_Task:_
Only one portion of the data is to be written out: from the line bearing "pub fn new(repository: LedgerRepository, hub: NotificationHub)" through the line bearing "the operation proper". Write it exactly as it appears.

_Task data:_
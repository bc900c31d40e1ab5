use async_trait::async_trait;
use chrono::Utc;
use tokio::sync::{mpsc, oneshot};
use uuid::Uuid;

use super::notifications::NotificationHub;
use super::{RequestHandler, Service, ServiceError};
use crate::models::ledger::{ConsumptionRequest, Ledger, PartyId};
use crate::repositories::ledger::LedgerRepository;

pub mod engine;

pub enum LedgerRequest {
    GetLedger {
        response: oneshot::Sender<Result<Ledger, ServiceError>>,
    },
    RequestConsumption {
        requester: PartyId,
        target: PartyId,
        requester_name: Option<String>,
        message: Option<String>,
        photo_url: Option<String>,
        response: oneshot::Sender<Result<ConsumptionRequest, ServiceError>>,
    },
    ApproveConsumption {
        approver: PartyId,
        request_id: Uuid,
        response: oneshot::Sender<Result<Ledger, ServiceError>>,
    },
    DenyConsumption {
        denier: PartyId,
        request_id: Uuid,
        response: oneshot::Sender<Result<Ledger, ServiceError>>,
    },
    ShareNoes {
        from: PartyId,
        to: PartyId,
        amount: u32,
        response: oneshot::Sender<Result<Ledger, ServiceError>>,
    },
    ActivateBooster {
        requester: PartyId,
        response: oneshot::Sender<Result<Ledger, ServiceError>>,
    },
}

#[derive(Clone)]
pub struct LedgerRequestHandler {
    repository: LedgerRepository,
    hub: NotificationHub,
}

impl LedgerRequestHandler {
    pub fn new(repository: LedgerRepository, hub: NotificationHub) -> Self {
        LedgerRequestHandler { repository, hub }
    }

    fn repository_error(e: anyhow::Error) -> ServiceError {
        ServiceError::Repository("LedgerService".to_string(), e.to_string())
    }

    /// Loads the ledger and applies the maintenance pass (monthly refresh,
    /// booster lapse), persisting its effects before the operation proper
    /// runs. A failed operation therefore still leaves maintenance durable.
    async fn check_out(&self) -> Result<Ledger, ServiceError> {
        let mut ledger = self
            .repository
            .load()
            .await
            .map_err(Self::repository_error)?;

        if engine::maintain(&mut ledger, Utc::now()) {
            self.repository
                .save(&ledger)
                .await
                .map_err(Self::repository_error)?;
        }

        Ok(ledger)
    }

    async fn get_ledger(&self) -> Result<Ledger, ServiceError> {
        self.check_out().await
    }

    async fn request_consumption(
        &self,
        requester: PartyId,
        target: PartyId,
        requester_name: Option<String>,
        message: Option<String>,
        photo_url: Option<String>,
    ) -> Result<ConsumptionRequest, ServiceError> {
        let mut ledger = self.check_out().await?;
        let (request, event) = engine::request_consumption(
            &mut ledger,
            requester,
            target,
            requester_name,
            message,
            photo_url,
            Utc::now(),
        );

        self.repository
            .save(&ledger)
            .await
            .map_err(Self::repository_error)?;
        self.hub.publish(event);

        log::info!("{} filed a consumption request against {}.", requester, target);
        Ok(request)
    }

    async fn approve_consumption(
        &self,
        approver: PartyId,
        request_id: Uuid,
    ) -> Result<Ledger, ServiceError> {
        let mut ledger = self.check_out().await?;
        let event = engine::approve_consumption(&mut ledger, approver, request_id)?;

        self.repository
            .save(&ledger)
            .await
            .map_err(Self::repository_error)?;
        if let Some(event) = event {
            log::info!("Request {} fully approved, no consumed.", request_id);
            self.hub.publish(event);
        }

        Ok(ledger)
    }

    async fn deny_consumption(
        &self,
        denier: PartyId,
        request_id: Uuid,
    ) -> Result<Ledger, ServiceError> {
        let mut ledger = self.check_out().await?;
        let event = engine::deny_consumption(&mut ledger, denier, request_id)?;

        self.repository
            .save(&ledger)
            .await
            .map_err(Self::repository_error)?;
        self.hub.publish(event);

        log::info!("{} denied request {}.", denier, request_id);
        Ok(ledger)
    }

    async fn share_noes(
        &self,
        from: PartyId,
        to: PartyId,
        amount: u32,
    ) -> Result<Ledger, ServiceError> {
        let mut ledger = self.check_out().await?;
        let event = engine::share_noes(&mut ledger, from, to, amount)?;

        self.repository
            .save(&ledger)
            .await
            .map_err(Self::repository_error)?;
        self.hub.publish(event);

        log::info!("{} shared {} noes with {}.", from, amount, to);
        Ok(ledger)
    }

    async fn activate_booster(&self, requester: PartyId) -> Result<Ledger, ServiceError> {
        let mut ledger = self.check_out().await?;
        let event = engine::activate_booster(&mut ledger, requester, Utc::now())?;

        self.repository
            .save(&ledger)
            .await
            .map_err(Self::repository_error)?;
        self.hub.publish(event);

        log::info!("Booster activated by {}.", requester);
        Ok(ledger)
    }
}

#[async_trait]
impl RequestHandler<LedgerRequest> for LedgerRequestHandler {
    async fn handle_request(&self, request: LedgerRequest) {
        match request {
            LedgerRequest::GetLedger { response } => {
                let _ = response.send(self.get_ledger().await);
            }
            LedgerRequest::RequestConsumption {
                requester,
                target,
                requester_name,
                message,
                photo_url,
                response,
            } => {
                let result = self
                    .request_consumption(requester, target, requester_name, message, photo_url)
                    .await;
                let _ = response.send(result);
            }
            LedgerRequest::ApproveConsumption {
                approver,
                request_id,
                response,
            } => {
                let _ = response.send(self.approve_consumption(approver, request_id).await);
            }
            LedgerRequest::DenyConsumption {
                denier,
                request_id,
                response,
            } => {
                let _ = response.send(self.deny_consumption(denier, request_id).await);
            }
            LedgerRequest::ShareNoes {
                from,
                to,
                amount,
                response,
            } => {
                let _ = response.send(self.share_noes(from, to, amount).await);
            }
            LedgerRequest::ActivateBooster {
                requester,
                response,
            } => {
                let _ = response.send(self.activate_booster(requester).await);
            }
        }
    }
}

pub struct LedgerService;

impl LedgerService {
    pub fn new() -> Self {
        LedgerService {}
    }
}

#[async_trait]
impl Service<LedgerRequest, LedgerRequestHandler> for LedgerService {
    // The ledger is one read-modify-write resource; requests are handled
    // in arrival order on this loop instead of a spawn per request, so
    // overlapping operations cannot lose updates.
    async fn run(&mut self, handler: LedgerRequestHandler, receiver: &mut mpsc::Receiver<LedgerRequest>) {
        while let Some(request) = receiver.recv().await {
            handler.handle_request(request).await;
        }
    }
}

#[cfg(test)]
mod tests {
    use super::*;
    use crate::models::ledger::LedgerEvent;

    fn handler(dir: &tempfile::TempDir) -> (LedgerRequestHandler, NotificationHub) {
        let hub = NotificationHub::new(16);
        let repository = LedgerRepository::new(dir.path().join("noes.json"));
        (LedgerRequestHandler::new(repository, hub.clone()), hub)
    }

    #[tokio::test]
    async fn failed_share_leaves_persisted_state_unchanged() {
        let dir = tempfile::tempdir().unwrap();
        let (handler, _hub) = handler(&dir);

        let before = handler.get_ledger().await.unwrap();
        let result = handler
            .share_noes(PartyId::UserOne, PartyId::UserTwo, 99)
            .await;

        assert!(matches!(result, Err(ServiceError::InsufficientBalance { .. })));
        assert_eq!(handler.get_ledger().await.unwrap(), before);
    }

    #[tokio::test]
    async fn mutations_are_durable_and_fanned_out() {
        let dir = tempfile::tempdir().unwrap();
        let (handler, hub) = handler(&dir);
        let mut events = hub.subscribe();

        let request = handler
            .request_consumption(PartyId::UserOne, PartyId::UserTwo, None, None, None)
            .await
            .unwrap();

        let reloaded = handler.get_ledger().await.unwrap();
        assert_eq!(reloaded.user2.pending_requests.len(), 1);
        assert_eq!(reloaded.user2.pending_requests[0].id, request.id);

        match events.recv().await.unwrap() {
            LedgerEvent::RequestCreated { request: seen } => assert_eq!(seen.id, request.id),
            other => panic!("expected RequestCreated, got {other:?}"),
        }
    }

    #[tokio::test]
    async fn maintenance_persists_even_when_the_operation_fails() {
        let dir = tempfile::tempdir().unwrap();
        let (handler, _hub) = handler(&dir);

        // Push user1's refresh two months into the past, then fail a share.
        let mut ledger = handler.get_ledger().await.unwrap();
        ledger.user1.current_noes = 0;
        ledger.user1.last_refresh = Utc::now() - chrono::Duration::days(70);
        handler.repository.save(&ledger).await.unwrap();

        let result = handler
            .share_noes(PartyId::UserOne, PartyId::UserTwo, 99)
            .await;
        assert!(result.is_err());

        let reloaded = handler.repository.load().await.unwrap();
        assert_eq!(reloaded.user1.current_noes, 5);
    }
}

_Answer for this exercise:_
    pub fn new(repository: LedgerRepository, hub: NotificationHub) -> Self {
        LedgerRequestHandler { repository, hub }
    }

    fn repository_error(e: anyhow::Error) -> ServiceError {
        ServiceError::Repository("LedgerService".to_string(), e.to_string())
    }

    /// Loads the ledger and applies the maintenance pass (monthly refresh,
    /// booster lapse), persisting its effects before the operation proper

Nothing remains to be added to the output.